[spambayes-dev] Re: spambayes-dev Digest, Vol 12, Issue 15

Skip Montanaro skip at pobox.com
Fri Apr 16 23:52:53 EDT 2004


    >> One thing I think we need to be careful of is using test data sets
    >> whose messages are too old.  It's apparent the spammers are a moving
    >> target, so what worked one or six months ago (or perhaps even a week
    >> ago) may not work as well today.

    Thomas> .... A guy named Terry Sullivan (who knows a _lot_ more about
    Thomas> statistics than I do) analyzed [Thomas's data] and presented
    Thomas> some conclusions about spam volatility at the MIT conference
    Thomas> this past January. He composed a summary article about it here:

    Thomas> http://www.qaqd.com/research/spam-e1.htm

    Thomas> The upshot was spam changes a lot more slowly than common
    Thomas> thought suggests.

I'm not going to try and argue with statistics, however, if I understand the
summary article, it appears that two features in the principle component
analysis account for 86% of the properties of your data set and that all the
other features were indistinguishable from noise.  I don't know how 86%
relates to how much spam those two features would reliably detect,
especially in the presence of ham, but my guess is that it's much less than
the 99+% we need to have an effective spam filtering solution.  Looking at
how Spambayes has classified my mail since mid-December, I see 168k spams (~
60%), 87k hams (~ 31%) and 27k unsures (~ 10%).  If Spambayes was only
identifying 86% of the spams (does the PCA number imply that?), that would
be another 23k spams I'd have had to look at.  In addition, PCA doesn't seem
like it begins to address the issue of false positives and false negatives.
Who cares if it identifies 86% of the spams if it also erroneously
classifies 1% (to pick a number out of thin air) of the hams as spams?
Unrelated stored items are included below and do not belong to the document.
use std::collections::VecDeque;
use std::path::PathBuf;

use plm_core::annotation::Annotation;
use plm_core::error::{CoreError, ErrorCode};
use plm_core::types::{normalize_document_label, normalize_project_id, timestamp_now, EventKind};
use tokio::sync::RwLock;

use crate::entry::HistoryEntry;
use crate::filter::HistoryFilter;
use crate::persistence;
use crate::views::{self, DocumentSummary, ProjectSummary};

#[derive(Debug, Clone, Default)]
pub struct HistoryConfig {
    /// Maximum entries kept in memory; `0` = unbounded.
    pub limit: usize,
    /// NDJSON mirror of the log, if any.
    pub file: Option<PathBuf>,
    /// Entries replayed from `file` at startup; `0` = all.
    pub load_limit: usize,
}

/// A new annotation event for an existing document.
#[derive(Debug, Clone, Default)]
pub struct AnnotationRequest {
    pub project_id: String,
    pub document_label: String,
    pub annotations: Vec<Annotation>,
    /// Overrides; `None` or empty inherits from the prior entry.
    pub owner: Option<String>,
    pub tags: Option<Vec<String>>,
    pub revision_note: Option<String>,
}

/// In-memory, most-recent-first history log.
///
/// All mutation happens under a single write lock, which also covers the
/// append to the history file so file order matches memory order.
pub struct HistoryStore {
    config: HistoryConfig,
    entries: RwLock<VecDeque<HistoryEntry>>,
}

impl HistoryStore {
    /// Create an empty store without replaying the history file.
    pub fn new(config: HistoryConfig) -> Self {
        Self {
            config,
            entries: RwLock::new(VecDeque::new()),
        }
    }

    /// Create a store and replay the configured history file.
    ///
    /// Load failures are logged and leave the store empty.
    pub async fn open(config: HistoryConfig) -> Self {
        let store = Self::new(config);
        if let Some(path) = store.config.file.clone() {
            match persistence::load_entries(&path, store.config.load_limit).await {
                Ok(loaded) => {
                    let mut entries: VecDeque<HistoryEntry> = loaded.into();
                    if store.config.limit > 0 {
                        entries.truncate(store.config.limit);
                    }
                    tracing::info!(
                        path = %path.display(),
                        count = entries.len(),
                        "History replayed",
                    );
                    *store.entries.write().await = entries;
                }
                Err(e) => {
                    tracing::error!(path = %path.display(), error = %e, "History load failed");
                }
            }
        }
        store
    }

    /// Normalize and prepend an entry, trimming the oldest beyond the cap.
    pub async fn record(&self, mut entry: HistoryEntry) -> HistoryEntry {
        entry.normalize();
        let mut entries = self.entries.write().await;
        self.insert_locked(&mut entries, entry.clone()).await;
        entry
    }

    async fn insert_locked(&self, entries: &mut VecDeque<HistoryEntry>, entry: HistoryEntry) {
        if let Some(path) = &self.config.file {
            if let Err(e) = persistence::append_entry(path, &entry).await {
                tracing::error!(path = %path.display(), error = %e, "History write failed");
            }
        }
        entries.push_front(entry);
        if self.config.limit > 0 {
            entries.truncate(self.config.limit);
        }
    }

    pub async fn len(&self) -> usize {
        self.entries.read().await.len()
    }

    pub async fn is_empty(&self) -> bool {
        self.entries.read().await.is_empty()
    }

    async fn snapshot(&self) -> Vec<HistoryEntry> {
        self.entries.read().await.iter().cloned().collect()
    }

    /// Entries matching `filter`, most recent first; `limit` 0 = unbounded.
    pub async fn list(&self, filter: &HistoryFilter, limit: usize) -> Vec<HistoryEntry> {
        self.snapshot()
            .await
            .into_iter()
            .filter(|e| filter.matches(e))
            .take(views::cap(limit))
            .collect()
    }

    pub async fn projects(&self, filter: &HistoryFilter, limit: usize) -> Vec<ProjectSummary> {
        views::build_projects(&self.snapshot().await, filter, limit)
    }

    pub async fn documents(
        &self,
        project_id: &str,
        filter: &HistoryFilter,
        limit: usize,
    ) -> Vec<DocumentSummary> {
        let project_id = normalize_project_id(project_id);
        views::build_documents(&self.snapshot().await, &project_id, filter, limit)
    }

    pub async fn versions(
        &self,
        project_id: &str,
        document_label: &str,
        filter: &HistoryFilter,
        limit: usize,
    ) -> Vec<HistoryEntry> {
        let project_id = normalize_project_id(project_id);
        let document_label = normalize_document_label(document_label);
        views::build_versions(
            &self.snapshot().await,
            &project_id,
            &document_label,
            filter,
            limit,
        )
    }

    /// Record an annotation event anchored to the document's latest entry.
    ///
    /// The new entry inherits state, viewer and error from that entry and
    /// carries its annotations followed by the new ones. Prior entries are
    /// left untouched.
    pub async fn add_annotation(&self, request: AnnotationRequest) -> Result<HistoryEntry, CoreError> {
        if request.annotations.is_empty() {
            return Err(CoreError::validation(
                ErrorCode::MissingAnnotations,
                "annotation message required",
            ));
        }
        let project_id = normalize_project_id(&request.project_id);
        let document_label = normalize_document_label(&request.document_label);

        let mut entries = self.entries.write().await;
        let base = entries
            .iter()
            .find(|e| e.is_document(&project_id, &document_label))
            .cloned()
            .ok_or_else(|| CoreError::not_found(ErrorCode::DocumentNotFound, "document not found"))?;

        let now = timestamp_now();
        let mut annotations = base.annotations.clone();
        annotations.extend(request.annotations);

        let mut entry = HistoryEntry {
            task_id: uuid::Uuid::new_v4().simple().to_string(),
            state: base.state,
            created_at: now.clone(),
            started_at: Some(now.clone()),
            finished_at: Some(now),
            viewer_url: base.viewer_url.clone(),
            error: base.error.clone(),
            error_code: base.error_code,
            project_id,
            document_label,
            owner: request
                .owner
                .filter(|o| !o.is_empty())
                .unwrap_or_else(|| base.owner.clone()),
            tags: request
                .tags
                .filter(|t| !t.is_empty())
                .unwrap_or_else(|| base.tags.clone()),
            revision_note: request
                .revision_note
                .filter(|r| !r.is_empty())
                .unwrap_or_else(|| base.revision_note.clone()),
            annotations,
            event: EventKind::Annotation,
        };
        entry.normalize();
        self.insert_locked(&mut entries, entry.clone()).await;

        tracing::info!(
            task_id = %entry.task_id,
            project_id = %entry.project_id,
            document_label = %entry.document_label,
            annotation_count = entry.annotations.len(),
            "Annotation recorded",
        );
        Ok(entry)
    }
}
It's clear that spammers try different things.  They have to move from one
mail host to another.  They have to cover their tracks by routing mail
through open relays.  They have to "infect" vulnerable machines to create
open relays for themselves.  They have to add hash busters.  They have to
disguise key words (like "v1 at grA").  They have to gut their sales pitch and
just refer you to a URL.  They have to add word salad (both nonsense words
and real, but randomly chosen words).  They do this and lots of other stuff
to try and squeak as much spam past filters as they can.  I believe they
will continue to try other tricks.  One can hope that they are running out
of tricks to try, but I'm pessimistic.